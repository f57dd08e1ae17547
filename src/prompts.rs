//! # Prompt Construction
//!
//! Turns a meal request, the user's stored constraints and anything learned
//! from their ratings into the text sent to the generator. The layout asked
//! for here is the one the recipe parser understands.

use std::fmt::Write;

use crate::ratings::LearnedPreferences;

/// Constraints shared by batch and single-recipe prompts
#[derive(Debug, Clone, PartialEq)]
pub struct PromptConstraints<'a> {
    pub title: &'a str,
    pub budget: f64,
    pub allergies: &'a str,
    pub diet: &'a str,
    pub learned: Option<&'a LearnedPreferences>,
}

fn or_none(value: &str) -> &str {
    let value = value.trim();
    if value.is_empty() {
        "None"
    } else {
        value
    }
}

const RECIPE_BODY_TEMPLATE: &str = "Ingredients:
- [quantity] [unit] [ingredient]
- [quantity] [unit] [ingredient]

Directions:
1. [Step one]
2. [Step two]

Nutrition Facts:
- Calories: [number]
- Protein: [number]g
- Carbs: [number]g
- Fat: [number]g
- Fiber: [number]g

Tags: [tag1], [tag2], [tag3]
Cuisine: [cuisine]
Diet: [diet]
Cost Estimate: $[amount]";

fn write_constraints(prompt: &mut String, constraints: &PromptConstraints<'_>) {
    let _ = writeln!(prompt, "Constraints:");
    let _ = writeln!(prompt, "- Budget: ${:.2} per recipe", constraints.budget);
    let _ = writeln!(prompt, "- Allergies: {}", or_none(constraints.allergies));
    let _ = writeln!(prompt, "- Diet: {}", or_none(constraints.diet));

    if let Some(learned) = constraints.learned.filter(|learned| !learned.is_empty()) {
        prompt.push('\n');
        prompt.push_str(&learned_section(learned));
    }
}

/// Preference hints derived from past ratings
pub fn learned_section(learned: &LearnedPreferences) -> String {
    let mut section = String::from("Based on this user's past ratings:\n");
    if !learned.liked_cuisines.is_empty() {
        let _ = writeln!(section, "- They enjoy: {}", learned.liked_cuisines.join(", "));
    }
    if !learned.disliked_cuisines.is_empty() {
        let _ = writeln!(section, "- Avoid: {}", learned.disliked_cuisines.join(", "));
    }
    if !learned.favorite_tags.is_empty() {
        let _ = writeln!(section, "- Favourite styles: {}", learned.favorite_tags.join(", "));
    }
    section
}

/// Prompt asking for `count` distinct recipes separated by `---`
pub fn build_batch_prompt(constraints: &PromptConstraints<'_>, count: usize) -> String {
    let mut prompt = format!(
        "You are a professional chef and nutritionist. \
         Generate exactly {count} distinct recipes for: \"{}\".\n\n",
        constraints.title.trim()
    );
    write_constraints(&mut prompt, constraints);

    prompt.push_str("\nUse exactly this format for every recipe:\n\n");
    for n in 1..=count {
        let _ = writeln!(prompt, "RECIPE {n}: [Recipe Name]");
        if n == 1 {
            prompt.push('\n');
            prompt.push_str(RECIPE_BODY_TEMPLATE);
            prompt.push('\n');
        } else {
            prompt.push_str("[Same format as above]\n");
        }
        if n < count {
            prompt.push_str("\n---\n\n");
        }
    }
    prompt.push_str("\nMake sure each recipe is complete with all sections.");
    prompt
}

/// Prompt asking for one recipe unlike any of `excluded_names`
pub fn build_single_prompt(
    constraints: &PromptConstraints<'_>,
    excluded_names: &[String],
) -> String {
    let mut prompt = format!(
        "You are a professional chef and nutritionist. \
         Generate exactly ONE unique recipe for: \"{}\".\n\n",
        constraints.title.trim()
    );
    write_constraints(&mut prompt, constraints);

    if !excluded_names.is_empty() {
        let _ = write!(
            prompt,
            "\nIMPORTANT: Do NOT generate any recipe similar to these existing ones: {}. \
             Create something completely different.\n",
            excluded_names.join(", ")
        );
    }

    prompt.push_str("\nUse exactly this format:\n\nRECIPE: [Recipe Name]\n\n");
    prompt.push_str(RECIPE_BODY_TEMPLATE);
    prompt.push_str("\n\nMake the recipe completely unique and different from common variations.");
    prompt
}
//! # Ingredient Normalizer
//!
//! Maps free-text ingredient names to a canonical key used to consolidate
//! grocery items, and to a display name shown to the user.
//!
//! ```rust
//! use recipe_planner::ingredient_normalizer::{display_name, normalize_ingredient_name};
//!
//! assert_eq!(normalize_ingredient_name("Fresh Yellow Onion"), "onion");
//! assert_eq!(display_name("onion", "yellow onion"), "Onion");
//! ```

use log::debug;
use regex::Regex;
use std::sync::LazyLock;

/// Canonical key used for empty input
pub const UNKNOWN_INGREDIENT: &str = "unknown";

/// Cosmetic words that do not change what has to be bought
const DESCRIPTORS: &[&str] = &[
    "diced",
    "chopped",
    "sliced",
    "minced",
    "crushed",
    "grated",
    "fresh",
    "dried",
    "frozen",
    "canned",
    "cooked",
    "raw",
    "boneless",
    "skinless",
    "lean",
    "ground",
    "whole",
    "large",
    "medium",
    "small",
    "extra",
    "jumbo",
    "organic",
    "free-range",
    "grass-fed",
];

/// Variant to base mappings, scanned in order; the first substring match wins.
/// Rice and pasta varietals are intentionally absent so they stay distinct.
const VARIANT_MAPPINGS: &[(&str, &str)] = &[
    ("chicken breast", "chicken"),
    ("chicken thigh", "chicken"),
    ("chicken thighs", "chicken"),
    ("ground beef", "beef"),
    ("beef chuck", "beef"),
    ("yellow onion", "onion"),
    ("white onion", "onion"),
    ("red onion", "onion"),
    ("roma tomato", "tomato"),
    ("cherry tomato", "tomato"),
    ("bell pepper", "bell pepper"),
    ("red bell pepper", "bell pepper"),
    ("garlic clove", "garlic"),
];

/// Canonical names that are shown as the grouped label rather than the original text
const COMMON_INGREDIENTS: &[&str] = &[
    "chicken", "beef", "pork", "fish", "turkey", "lamb", "onion", "tomato", "garlic", "carrot",
    "celery", "rice", "pasta", "bread", "cheese", "milk", "eggs",
];

static DESCRIPTOR_PATTERNS: LazyLock<Vec<Regex>> = LazyLock::new(|| {
    DESCRIPTORS
        .iter()
        .map(|word| {
            Regex::new(&format!(r"(?i)\b{}\s+", regex::escape(word)))
                .expect("Descriptor pattern should be valid")
        })
        .collect()
});

static WHITESPACE_RUN: LazyLock<Regex> =
    LazyLock::new(|| Regex::new(r"\s+").expect("Whitespace pattern should be valid"));

/// Canonical consolidation key for an ingredient name.
///
/// Applying it twice gives the same result as applying it once.
pub fn normalize_ingredient_name(name: &str) -> String {
    let lowered = name.trim().to_lowercase();
    if lowered.is_empty() {
        return UNKNOWN_INGREDIENT.to_string();
    }

    let mut normalized = lowered.clone();
    for pattern in DESCRIPTOR_PATTERNS.iter() {
        normalized = pattern.replace_all(&normalized, "").into_owned();
    }

    if let Some((variant, base)) = VARIANT_MAPPINGS
        .iter()
        .find(|(variant, _)| normalized.contains(variant))
    {
        debug!("Mapped ingredient variant '{}' to '{}'", variant, base);
        normalized = (*base).to_string();
    }

    let collapsed = WHITESPACE_RUN.replace_all(&normalized, " ").trim().to_string();
    if collapsed.is_empty() {
        lowered
    } else {
        collapsed
    }
}

/// Human-friendly label for a consolidated item
pub fn display_name(normalized: &str, original: &str) -> String {
    if COMMON_INGREDIENTS.contains(&normalized) {
        capitalize(normalized)
    } else {
        capitalize(original)
    }
}

/// Upper-case the first character and lower-case the rest
pub fn capitalize(text: &str) -> String {
    let mut chars = text.chars();
    match chars.next() {
        Some(first) => first.to_uppercase().chain(chars.flat_map(char::to_lowercase)).collect(),
        None => String::new(),
    }
}
#[derive(Debug, Clone, PartialEq, Serialize, Deserialize)]
pub struct ScaledGroceryLine {
    pub name: String,
    pub quantity: f64,
    pub unit: String,
    pub unit_price: f64,
    pub total_cost: f64,
    /// Units this line could be shown in instead
    pub compatible_units: Vec<String>,
}

#[derive(Debug, Clone, PartialEq, Serialize, Deserialize)]
pub struct ScaledGroceryList {
    pub grocery_list: Vec<ScaledGroceryLine>,
    pub total_cost: f64,
    pub total_items: usize,
    /// Servings covered; summed across recipes for a combined list
    pub servings: u64,
}

/// Numeric nutrition values, rounded to one decimal
#[derive(Debug, Clone, Default, PartialEq, Serialize, Deserialize)]
pub struct NutritionValues {
    pub calories: f64,
    pub protein: f64,
    pub carbs: f64,
    pub fat: f64,
    pub fiber: f64,
}

impl NutritionValues {
    fn from_macros(macros: &Macros) -> Self {
        Self {
            calories: macros.calories,
            protein: macros.protein.value(),
            carbs: macros.carbs.value(),
            fat: macros.fat.value(),
            fiber: macros.fiber.value(),
        }
    }

    fn scaled(&self, factor: f64) -> Self {
        Self {
            calories: round_to(self.calories * factor, 1),
            protein: round_to(self.protein * factor, 1),
            carbs: round_to(self.carbs * factor, 1),
            fat: round_to(self.fat * factor, 1),
            fiber: round_to(self.fiber * factor, 1),
        }
    }
}

#[derive(Debug, Clone, PartialEq, Serialize, Deserialize)]
pub struct ServingComparison {
    pub total_servings: u32,
    pub per_serving: NutritionValues,
    pub total_recipe: NutritionValues,
    pub total_cost: f64,
    pub cost_per_serving: f64,
}

#[derive(Debug, Clone, PartialEq, Serialize, Deserialize)]
pub struct NutritionComparison {
    pub recipe_name: String,
    pub comparisons: Vec<ServingComparison>,
}

/// Share of macro energy, in percent
#[derive(Debug, Clone, PartialEq, Serialize, Deserialize)]
pub struct MacroPercentages {
    pub protein_percent: f64,
    pub carbs_percent: f64,
    pub fat_percent: f64,
}

/// Energy split of protein, carbs and fat (4, 4 and 9 kcal per gram).
/// `None` when the recipe has no macro energy at all.
pub fn macro_percentages(nutrition: &NutritionValues) -> Option<MacroPercentages> {
    let protein = nutrition.protein * 4.0;
    let carbs = nutrition.carbs * 4.0;
    let fat = nutrition.fat * 9.0;
    let total = protein + carbs + fat;
    if total <= 0.0 {
        return None;
    }
    Some(MacroPercentages {
        protein_percent: round_to(protein / total * 100.0, 1),
        carbs_percent: round_to(carbs / total * 100.0, 1),
        fat_percent: round_to(fat / total * 100.0, 1),
    })
}

#[derive(Debug, Clone, PartialEq, Serialize, Deserialize)]
pub struct CostAnalysis {
    pub total_cost: f64,
    pub cost_per_serving: f64,
}

#[derive(Debug, Clone, PartialEq, Serialize, Deserialize)]
pub struct RecipeAnalytics {
    pub recipe_name: String,
    pub servings: u32,
    pub cost_analysis: CostAnalysis,
    pub nutrition_per_serving: NutritionValues,
    pub total_nutrition: NutritionValues,
    pub macro_percentages: Option<MacroPercentages>,
    pub ingredient_count: usize,
    pub cost_per_calorie: f64,
}

#[derive(Debug, Clone, PartialEq, Serialize, Deserialize)]
pub struct BatchScaleResult {
    pub new_servings: u32,
    /// Keyed by the requested recipe name; unknown recipes are absent
    pub results: BTreeMap<String, ScaleResult>,
}

pub const IMPORTED_RECIPE_NAME: &str = "Imported Recipe";

/// Portable form of a saved recipe, used for export and import.
///
/// Field names follow common recipe formats: `name` for the title and
/// `instructions` for the directions.
#[derive(Debug, Clone, PartialEq, Serialize, Deserialize)]
pub struct ExportedRecipe {
    #[serde(default)]
    pub name: String,
    #[serde(default, skip_serializing_if = "Option::is_none")]
    pub servings: Option<u32>,
    #[serde(default)]
    pub ingredients: Vec<Ingredient>,
    #[serde(default)]
    pub instructions: Vec<String>,
    #[serde(default)]
    pub tags: Vec<String>,
    #[serde(default)]
    pub cuisine: String,
    #[serde(default)]
    pub diet: String,
    #[serde(default)]
    pub nutrition: Macros,
    #[serde(default, deserialize_with = "flexible_f64")]
    pub cost_estimate: f64,
    #[serde(default, skip_serializing_if = "Option::is_none")]
    pub created_date: Option<DateTime<Utc>>,
}

fn label_or_unknown(label: &str) -> String {
    match label.trim() {
        "" => UNKNOWN_LABEL.to_string(),
        label => label.to_string(),
    }
}

impl ExportedRecipe {
    pub fn from_stored(recipe: &StoredRecipe) -> Self {
        Self {
            name: recipe.title.clone(),
            servings: Some(original_servings(recipe)),
            ingredients: recipe.ingredients.clone(),
            instructions: recipe.directions.clone(),
            tags: recipe.tags.clone(),
            cuisine: recipe.cuisine.clone(),
            diet: recipe.diet.clone(),
            nutrition: recipe.macro_estimate.clone(),
            cost_estimate: recipe.cost_estimate,
            created_date: recipe.created_at,
        }
    }

    /// Row for the `recipes` table owned by `user_id`
    pub fn to_stored(&self, user_id: &str) -> StoredRecipe {
        let name = self.name.trim();
        StoredRecipe {
            id: None,
            user_id: user_id.to_string(),
            title: if name.is_empty() {
                IMPORTED_RECIPE_NAME.to_string()
            } else {
                name.to_string()
            },
            ingredients: self.ingredients.clone(),
            directions: self.instructions.clone(),
            tags: self.tags.clone(),
            cuisine: label_or_unknown(&self.cuisine),
            diet: label_or_unknown(&self.diet),
            macro_estimate: self.nutrition.clone(),
            cost_estimate: round_to(self.cost_estimate, 2),
            servings: self.servings.filter(|&servings| servings > 0),
            created_at: Some(Utc::now()),
        }
    }

    fn validate(&self) -> Result<(), RecipeError> {
        if self.cost_estimate < 0.0 {
            return Err(RecipeError::invalid("cost estimate cannot be negative"));
        }
        if let Some(ingredient) = self.ingredients.iter().find(|i| i.quantity < 0.0) {
            return Err(RecipeError::invalid(format!(
                "ingredient '{}' has a negative quantity",
                ingredient.name
            )));
        }
        Ok(())
    }
}

#[derive(Debug, Clone, PartialEq, Serialize, Deserialize)]
pub struct RecipeExport {
    pub recipe_data: ExportedRecipe,
    pub exported_at: DateTime<Utc>,
}

/// Scaling and analytics over saved recipes
#[derive(Clone)]
pub struct ScalingService {
    store: Arc<dyn Store>,
    prices: Arc<PriceTable>,
    converter: UnitConverter,
}
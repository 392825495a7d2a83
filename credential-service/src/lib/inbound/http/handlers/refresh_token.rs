use axum::extract::Path;
use axum::extract::State;
use axum::http::HeaderMap;
use axum::Json;

use super::parse_user_id;
use super::ApiError;
use crate::credential::models::TokenResponse;
use crate::inbound::http::router::AppState;

pub const REFRESH_TOKEN_HEADER: &str = "refresh_token";

/// Exchange the refresh token carried in the `refresh_token` header for a new pair.
pub async fn refresh_token(
    State(state): State<AppState>,
    Path(id): Path<String>,
    headers: HeaderMap,
) -> Result<Json<TokenResponse>, ApiError> {
    let user_id = parse_user_id(&id)?;

    let refresh_token = headers
        .get(REFRESH_TOKEN_HEADER)
        .and_then(|value| value.to_str().ok())
        .filter(|value| !value.is_empty())
        .ok_or(ApiError::Unauthorized)?;

    state
        .credential_service
        .refresh_token(&user_id, refresh_token)
        .await
        .map_err(ApiError::from)
        .map(Json)
}
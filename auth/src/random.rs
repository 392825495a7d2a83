use rand::distributions::Alphanumeric;
use rand::rngs::OsRng;
use rand::Rng;

/// Length of every salt and refresh token handed out by this crate.
pub const TOKEN_LENGTH: usize = 32;

/// Generate a random alphanumeric string from the operating system RNG.
///
/// # Arguments
/// * `length` - Number of characters to generate
///
/// # Returns
/// String of `length` characters drawn from `[A-Za-z0-9]`
pub fn alphanumeric(length: usize) -> String {
    OsRng
        .sample_iter(&Alphanumeric)
        .take(length)
        .map(char::from)
        .collect()
}

/// Generate a new opaque refresh token.
pub fn refresh_token() -> String {
    alphanumeric(TOKEN_LENGTH)
}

=== PROBLEM STATEMENT ===
Where does the string "instructions" appear in the records above? Return every line that holds it.

=== RESPONSE ===
/// `instructions` for the directions.
    pub instructions: Vec<String>,
            instructions: recipe.directions.clone(),
            directions: self.instructions.clone(),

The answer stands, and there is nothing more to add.